> [ASSIGNMENT]:
The job is to find each line of the records below that includes the word "farther" and copy it.

[Saved entries]
//! Entity registries
//!
//! Central lookup from entity address to the shared handle for that
//! entity. The registry mutex only guards the map itself; entity state
//! has its own lock, and callers take the two in that order (map, then
//! entity) so the single dispatch thread and the transport threads
//! cannot deadlock. Handles are `Arc`s: removing an entry never
//! invalidates a handle another thread is still using.

use crate::error::ConfigError;
use crate::net::packet::{Address, Position};
use std::collections::HashMap;
use std::sync::{Arc, Mutex};

/// Anything the registry can place on the map.
pub trait Locatable {
    /// Current geographic position
    fn position(&self) -> Position;

    /// Whether the entity currently participates in the simulation
    fn is_active(&self) -> bool;
}

/// Address-keyed registry of shared entity handles.
#[derive(Debug, Default)]
pub struct Registry<T> {
    inner: Mutex<HashMap<Address, Arc<Mutex<T>>>>,
}

impl<T> Registry<T> {
    pub fn new() -> Self {
        Self {
            inner: Mutex::new(HashMap::new()),
        }
    }

    /// Register an entity under its address. Addresses are unique for
    /// the lifetime of the simulation.
    pub fn insert(&self, addr: Address, entity: T) -> Result<Arc<Mutex<T>>, ConfigError> {
        let mut map = self.inner.lock().unwrap();
        if map.contains_key(&addr) {
            return Err(ConfigError::DuplicateAddress(addr));
        }
        let handle = Arc::new(Mutex::new(entity));
        map.insert(addr, Arc::clone(&handle));
        Ok(handle)
    }

    /// Shared handle for an address, if registered
    pub fn get(&self, addr: Address) -> Option<Arc<Mutex<T>>> {
        self.inner.lock().unwrap().get(&addr).cloned()
    }

    /// Remove an entry. Existing handles stay valid.
    pub fn remove(&self, addr: Address) -> Option<Arc<Mutex<T>>> {
        self.inner.lock().unwrap().remove(&addr)
    }

    pub fn contains(&self, addr: Address) -> bool {
        self.inner.lock().unwrap().contains_key(&addr)
    }

    pub fn len(&self) -> usize {
        self.inner.lock().unwrap().len()
    }

    pub fn is_empty(&self) -> bool {
        self.inner.lock().unwrap().is_empty()
    }

    /// All registered addresses
    pub fn addresses(&self) -> Vec<Address> {
        self.inner.lock().unwrap().keys().copied().collect()
    }

    /// Snapshot of all entries. The map lock is released before the
    /// caller touches any entity.
    pub fn snapshot(&self) -> Vec<(Address, Arc<Mutex<T>>)> {
        self.inner
            .lock()
            .unwrap()
            .iter()
            .map(|(a, h)| (*a, Arc::clone(h)))
            .collect()
    }

    pub fn clear(&self) {
        self.inner.lock().unwrap().clear();
    }
}

impl<T: Locatable> Registry<T> {
    /// Active entities within `range_m` of `center`, excluding `exclude`.
    /// Entities are locked one at a time, after the map lock is dropped.
    pub fn within_range(
        &self,
        center: Position,
        range_m: f64,
        exclude: Address,
    ) -> Vec<(Address, Arc<Mutex<T>>)> {
        self.snapshot()
            .into_iter()
            .filter(|(addr, handle)| {
                if *addr == exclude {
                    return false;
                }
                let entity = handle.lock().unwrap();
                entity.is_active() && entity.position().distance_m(&center) <= range_m
            })
            .collect()
    }

    /// Closest active entity to `center`, excluding `exclude`
    pub fn nearest(&self, center: Position, exclude: Address) -> Option<(Address, Arc<Mutex<T>>)> {
        let mut best: Option<(f64, Address, Arc<Mutex<T>>)> = None;
        for (addr, handle) in self.snapshot() {
            if addr == exclude {
                continue;
            }
            let dist = {
                let entity = handle.lock().unwrap();
                if !entity.is_active() {
                    continue;
                }
                entity.position().distance_m(&center)
            };
            if best.as_ref().map_or(true, |(d, _, _)| dist < *d) {
                best = Some((dist, addr, handle));
            }
        }
        best.map(|(_, addr, handle)| (addr, handle))
    }
}

#[cfg(test)]
mod tests {
    use super::*;

    struct Beacon {
        pos: Position,
        active: bool,
    }

    impl Locatable for Beacon {
        fn position(&self) -> Position {
            self.pos
        }
        fn is_active(&self) -> bool {
            self.active
        }
    }

    fn beacon(bearing: f64, dist: f64, active: bool) -> Beacon {
        Beacon {
            pos: Position::from_degrees(40.0, -80.0).offset(bearing, dist),
            active,
        }
    }

    #[test]
    fn test_duplicate_address_rejected() {
        let reg = Registry::new();
        let addr = Address::from_u32(7);
        reg.insert(addr, beacon(0.0, 0.0, true)).unwrap();
        assert!(matches!(
            reg.insert(addr, beacon(0.0, 0.0, true)),
            Err(ConfigError::DuplicateAddress(a)) if a == addr
        ));
        assert_eq!(reg.len(), 1);
    }

    #[test]
    fn test_within_range_filters() {
        let reg = Registry::new();
        let center = Position::from_degrees(40.0, -80.0);
        let near = Address::from_u32(1);
        let far = Address::from_u32(2);
        let inactive = Address::from_u32(3);
        let me = Address::from_u32(4);

        reg.insert(near, beacon(90.0, 100.0, true)).unwrap();
        reg.insert(far, beacon(90.0, 5_000.0, true)).unwrap();
        reg.insert(inactive, beacon(90.0, 100.0, false)).unwrap();
        reg.insert(me, beacon(0.0, 0.0, true)).unwrap();

        let hits = reg.within_range(center, 200.0, me);
        assert_eq!(hits.len(), 1);
        assert_eq!(hits[0].0, near);
    }

    #[test]
    fn test_nearest_skips_self_and_inactive() {
        let reg = Registry::new();
        let center = Position::from_degrees(40.0, -80.0);
        let me = Address::from_u32(1);
        let close_but_inactive = Address::from_u32(2);
        let closest_active = Address::from_u32(3);
        let farther = Address::from_u32(4);

        reg.insert(me, beacon(0.0, 0.0, true)).unwrap();
        reg.insert(close_but_inactive, beacon(90.0, 10.0, false)).unwrap();
        reg.insert(closest_active, beacon(90.0, 50.0, true)).unwrap();
        reg.insert(farther, beacon(90.0, 300.0, true)).unwrap();

        let (addr, _) = reg.nearest(center, me).unwrap();
        assert_eq!(addr, closest_active);

        let empty: Registry<Beacon> = Registry::new();
        assert!(empty.nearest(center, me).is_none());
    }

    #[test]
    fn test_handle_survives_removal() {
        let reg = Registry::new();
        let addr = Address::from_u32(9);
        let handle = reg.insert(addr, beacon(0.0, 0.0, true)).unwrap();
        reg.remove(addr);
        assert!(!reg.contains(addr));
        assert!(handle.lock().unwrap().is_active());
    }
}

> [TASK RESULT]:
        let farther = Address::from_u32(4);
        reg.insert(farther, beacon(90.0, 300.0, true)).unwrap();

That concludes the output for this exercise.